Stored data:
○ ○ ○ ○ ○ ○ ○

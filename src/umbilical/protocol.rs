use crate::registry::types::{Credentials, LocalResource, TaskAttemptId, TaskSpec};
use serde::{Deserialize, Serialize};
use std::collections::HashMap;

// Endpoints
pub const ENDPOINT_GET_TASK: &str = "/umbilical/get_task";
pub const ENDPOINT_CAN_COMMIT: &str = "/umbilical/can_commit";
pub const ENDPOINT_HEARTBEAT: &str = "/umbilical/heartbeat";

/// Identity a worker presents when pulling its task.
#[derive(Debug, Clone, Serialize, Deserialize)]
pub struct ContainerContext {
    pub container_identifier: String,
}

/// Outcome of a get_task call, tagged through its fields:
/// - die marker: `should_die` with no spec,
/// - no task: neither `should_die` nor a spec,
/// - delivery: a spec plus the assignment's resources and credentials.
#[derive(Debug, Clone, Serialize, Deserialize, PartialEq)]
pub struct ContainerTask {
    pub should_die: bool,
    pub task_spec: Option<TaskSpec>,
    pub additional_resources: HashMap<String, LocalResource>,
    pub credentials: Option<Credentials>,
    pub credentials_changed: bool,
}

impl ContainerTask {
    pub fn die_marker() -> Self {
        Self {
            should_die: true,
            task_spec: None,
            additional_resources: HashMap::new(),
            credentials: None,
            credentials_changed: false,
        }
    }

    pub fn no_task() -> Self {
        Self {
            should_die: false,
            task_spec: None,
            additional_resources: HashMap::new(),
            credentials: None,
            credentials_changed: false,
        }
    }

    pub fn delivery(
        task_spec: TaskSpec,
        additional_resources: HashMap<String, LocalResource>,
        credentials: Option<Credentials>,
        credentials_changed: bool,
    ) -> Self {
        Self {
            should_die: false,
            task_spec: Some(task_spec),
            additional_resources,
            credentials,
            credentials_changed,
        }
    }

    pub fn is_delivery(&self) -> bool {
        !self.should_die && self.task_spec.is_some()
    }
}

/// One progress or status event carried over the umbilical. The payload is
/// opaque to the dispatch layer.
#[derive(Debug, Clone, Serialize, Deserialize, PartialEq)]
pub struct TaskEvent {
    pub kind: String,
    pub payload: serde_json::Value,
}

#[derive(Debug, Clone, Serialize, Deserialize)]
pub struct HeartbeatRequest {
    pub container_identifier: String,
    pub request_id: i64,
    pub current_attempt_id: Option<TaskAttemptId>,
    pub events: Vec<TaskEvent>,
    pub start_index: i32,
    pub max_events: i32,
}

#[derive(Debug, Clone, Serialize, Deserialize, PartialEq)]
pub struct HeartbeatResponse {
    pub last_request_id: i64,
    pub should_die: bool,
    pub events: Vec<TaskEvent>,
}

// Commit authorization (delegated upstream, no local state)
#[derive(Debug, Clone, Serialize, Deserialize)]
pub struct CanCommitRequest {
    pub attempt_id: TaskAttemptId,
}

#[derive(Debug, Clone, Serialize, Deserialize)]
pub struct CanCommitResponse {
    pub can_commit: bool,
}

/// Error body returned to workers when an umbilical call faults.
#[derive(Debug, Clone, Serialize, Deserialize)]
pub struct FaultResponse {
    pub error: String,
}
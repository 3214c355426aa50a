use super::protocol::*;
use crate::config::AmConfig;
use crate::registry::types::TaskAttemptId;

use anyhow::Result;
use rand::Rng;
use std::net::SocketAddr;
use std::time::Duration;

/// Worker-side view of the umbilical for containers running out of process.
///
/// Only transport errors are retried, on a linear backoff with jitter taken
/// from the configured retry knobs. Protocol faults are returned as-is, so
/// the at-most-once delivery and duplicate-suppression guarantees of the
/// endpoint stay intact.
pub struct UmbilicalClient {
    base_url: String,
    session_token: Option<String>,
    http_client: reqwest::Client,
    request_timeout: Duration,
    retry_attempts: usize,
    retry_interval: Duration,
}

impl UmbilicalClient {
    pub fn new(address: SocketAddr, session_token: Option<String>) -> Self {
        Self::with_config(address, session_token, &AmConfig::default())
    }

    pub fn with_config(
        address: SocketAddr,
        session_token: Option<String>,
        config: &AmConfig,
    ) -> Self {
        Self {
            base_url: format!("http://{}", address),
            session_token,
            http_client: reqwest::Client::new(),
            request_timeout: Duration::from_millis(config.client_request_timeout_ms),
            retry_attempts: config.client_retry_attempts.max(1),
            retry_interval: Duration::from_millis(config.client_retry_interval_ms),
        }
    }

    pub async fn get_task(&self, container_context: &ContainerContext) -> Result<ContainerTask> {
        let response = self
            .post_json(ENDPOINT_GET_TASK, &Some(container_context))
            .await?;
        Self::parse(response).await
    }

    pub async fn can_commit(&self, attempt_id: &TaskAttemptId) -> Result<bool> {
        let payload = CanCommitRequest {
            attempt_id: attempt_id.clone(),
        };
        let response = self.post_json(ENDPOINT_CAN_COMMIT, &payload).await?;
        let response: CanCommitResponse = Self::parse(response).await?;
        Ok(response.can_commit)
    }

    pub async fn heartbeat(&self, request: &HeartbeatRequest) -> Result<HeartbeatResponse> {
        let response = self.post_json(ENDPOINT_HEARTBEAT, request).await?;
        Self::parse(response).await
    }

    async fn parse<T: serde::de::DeserializeOwned>(response: reqwest::Response) -> Result<T> {
        if !response.status().is_success() {
            let status = response.status();
            let fault = response
                .json::<FaultResponse>()
                .await
                .map(|fault| fault.error)
                .unwrap_or_else(|_| "unreadable fault body".to_string());
            return Err(anyhow::anyhow!("umbilical call failed ({}): {}", status, fault));
        }
        Ok(response.json().await?)
    }

    async fn post_json<T: serde::Serialize>(
        &self,
        endpoint: &str,
        payload: &T,
    ) -> Result<reqwest::Response> {
        let url = format!("{}{}", self.base_url, endpoint);
        let mut last_error = None;

        for attempt in 1..=self.retry_attempts {
            let mut request = self
                .http_client
                .post(url.as_str())
                .json(payload)
                .timeout(self.request_timeout);
            if let Some(token) = &self.session_token {
                request = request.bearer_auth(token);
            }

            match request.send().await {
                Ok(response) => return Ok(response),
                Err(e) => {
                    tracing::warn!(
                        "Umbilical call to {} failed in transport on attempt {}/{}: {}",
                        endpoint,
                        attempt,
                        self.retry_attempts,
                        e
                    );
                    last_error = Some(e);
                    if attempt < self.retry_attempts {
                        tokio::time::sleep(self.backoff(attempt)).await;
                    }
                }
            }
        }

        Err(anyhow::anyhow!(
            "umbilical endpoint {} unreachable after {} attempts: {}",
            endpoint,
            self.retry_attempts,
            last_error.expect("at least one attempt was made")
        ))
    }

    /// Linear backoff scaled by the attempt number, with up to half an
    /// interval of jitter so a fleet of workers does not retry in lockstep.
    fn backoff(&self, attempt: usize) -> Duration {
        let base_ms = self.retry_interval.as_millis() as u64 * attempt as u64;
        let jitter_ms = if base_ms == 0 {
            0
        } else {
            rand::thread_rng().gen_range(0..=base_ms / 2)
        };
        Duration::from_millis(base_ms + jitter_ms)
    }
}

○ ○ ○ ○ ○ ○ ○

Goal of the exercise |
Taking the entries above, write out exactly each line from the one holding "failed in transport" to the one holding "last_error = Some(e);", both included, and stop there.

Written answer |
                        "Umbilical call to {} failed in transport on attempt {}/{}: {}",
                        endpoint,
                        attempt,
                        self.retry_attempts,
                        e
                    );
                    last_error = Some(e);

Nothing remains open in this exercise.